Carnegie Mellon University in Australia is the Australian campus of Carnegie Mellon University's H. John Heinz III College established in 2006 in the city centre of Adelaide, South Australia.

The move by Heinz to establish a campus in Australia was announced in Pittsburgh in 2005 by South Australian Premier Mike Rann, following negotiations with Carnegie Mellon President Jared Cohon.

Facilities and courses
The campus has students, faculty and staff from more than 29 countries throughout the Asia-Pacific, United States, Europe, Latin America, Africa and the Middle East. The university offers two master's degree programs: the Master of Science in Public Policy and Management and the Master of Science in Information Technology and Management. Both programs are available as a 12-month or 21-month program, depending on the student's work experience, and can be undertaken full-time or part-time. Carnegie Mellon University Australia also offers students the opportunity to undertake Global Programs, whereby they undertake their studies at both the campus in Pittsburgh and Adelaide.

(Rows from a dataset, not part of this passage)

use axum::{
    extract::{FromRequest, FromRequestParts, Query, Request},
    http::request::Parts,
    Json,
};
use serde::de::DeserializeOwned;
use tracing::debug;

use shared_models::error::AppError;

/// `Json<T>` whose rejections render through [`AppError`] like every other
/// failure, instead of axum's plain-text bodies.
#[derive(Debug, Clone, Copy, Default)]
pub struct ValidJson<T>(pub T);

impl<S, T> FromRequest<S> for ValidJson<T>
where
    T: DeserializeOwned,
    S: Send + Sync,
{
    type Rejection = AppError;

    async fn from_request(req: Request, state: &S) -> Result<Self, Self::Rejection> {
        let Json(value) = Json::<T>::from_request(req, state)
            .await
            .map_err(|rejection| {
                debug!("Rejected JSON body: {}", rejection);
                AppError::ValidationError(rejection.body_text())
            })?;
        Ok(Self(value))
    }
}

/// Query-string counterpart of [`ValidJson`].
#[derive(Debug, Clone, Copy, Default)]
pub struct ValidQuery<T>(pub T);

impl<S, T> FromRequestParts<S> for ValidQuery<T>
where
    T: DeserializeOwned,
    S: Send + Sync,
{
    type Rejection = AppError;

    async fn from_request_parts(parts: &mut Parts, state: &S) -> Result<Self, Self::Rejection> {
        let Query(value) = Query::<T>::from_request_parts(parts, state)
            .await
            .map_err(|rejection| {
                debug!("Rejected query string: {}", rejection);
                AppError::ValidationError(rejection.body_text())
            })?;
        Ok(Self(value))
    }
}
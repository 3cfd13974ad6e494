use std::sync::Arc;

use tracing::{debug, error, info};

use shared_database::{ClinicStore, StoreError};
use shared_models::{Patient, RecordId};

use crate::models::{CreatePatientRequest, PatientError};

pub struct PatientService {
    store: Arc<dyn ClinicStore>,
}

impl PatientService {
    pub fn new(store: Arc<dyn ClinicStore>) -> Self {
        Self { store }
    }

    pub async fn create_patient(&self, request: CreatePatientRequest) -> Result<Patient, PatientError> {
        let new_patient = request.into_new_patient()?;
        debug!("Creating new patient profile for: {}", new_patient.email);

        let email = new_patient.email.clone();
        let patient = self.store.insert_patient(new_patient).await.map_err(|e| match e {
            StoreError::UniqueViolation(_) => PatientError::EmailAlreadyExists { email },
            other => {
                error!("Failed to insert patient: {}", other);
                PatientError::DatabaseError(other.to_string())
            }
        })?;

        info!("Patient profile created with ID: {}", patient.id);
        Ok(patient)
    }

    pub async fn get_patient(&self, patient_id: RecordId) -> Result<Patient, PatientError> {
        debug!("Fetching patient profile: {}", patient_id);

        self.store
            .get_patient(patient_id)
            .await
            .map_err(|e| PatientError::DatabaseError(e.to_string()))?
            .ok_or(PatientError::NotFound)
    }
}
use std::sync::Arc;

use axum::{
    Router,
    extract::State,
    routing::get,
    Json,
};
use serde_json::{json, Value};

use appointment_cell::router::appointment_routes;
use doctor_cell::router::doctor_routes;
use patient_cell::router::patient_routes;
use shared_database::AppState;
use shared_models::error::AppError;

pub fn create_router(state: Arc<AppState>) -> Router {
    Router::new()
        .route("/", get(|| async { "Clinic API is running!" }))
        .route("/health", get(health_check))
        .with_state(state.clone())
        .nest("/patients", patient_routes(state.clone()))
        .nest("/doctors", doctor_routes(state.clone()))
        .nest("/appointments", appointment_routes(state))
}

async fn health_check(State(state): State<Arc<AppState>>) -> Result<Json<Value>, AppError> {
    state.store
        .health_check()
        .await
        .map_err(|e| AppError::Internal(format!("store unavailable: {}", e)))?;

    Ok(Json(json!({
        "status": "ok",
        "store": state.store.backend_name(),
    })))
}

Other programs offered include an executive education program for executives and professionals and specialisations in business intelligence and data analytics and digital transformation.

In August 2011, the Software Engineering Institute (SEI) launched their Asia-Pacific operations at Carnegie Mellon University – Australia's campus in Adelaide. Through this location, the SEI will offer their advanced courses and certifications to the Australian market, and collaborate with local companies and organisations on software development and cyber security.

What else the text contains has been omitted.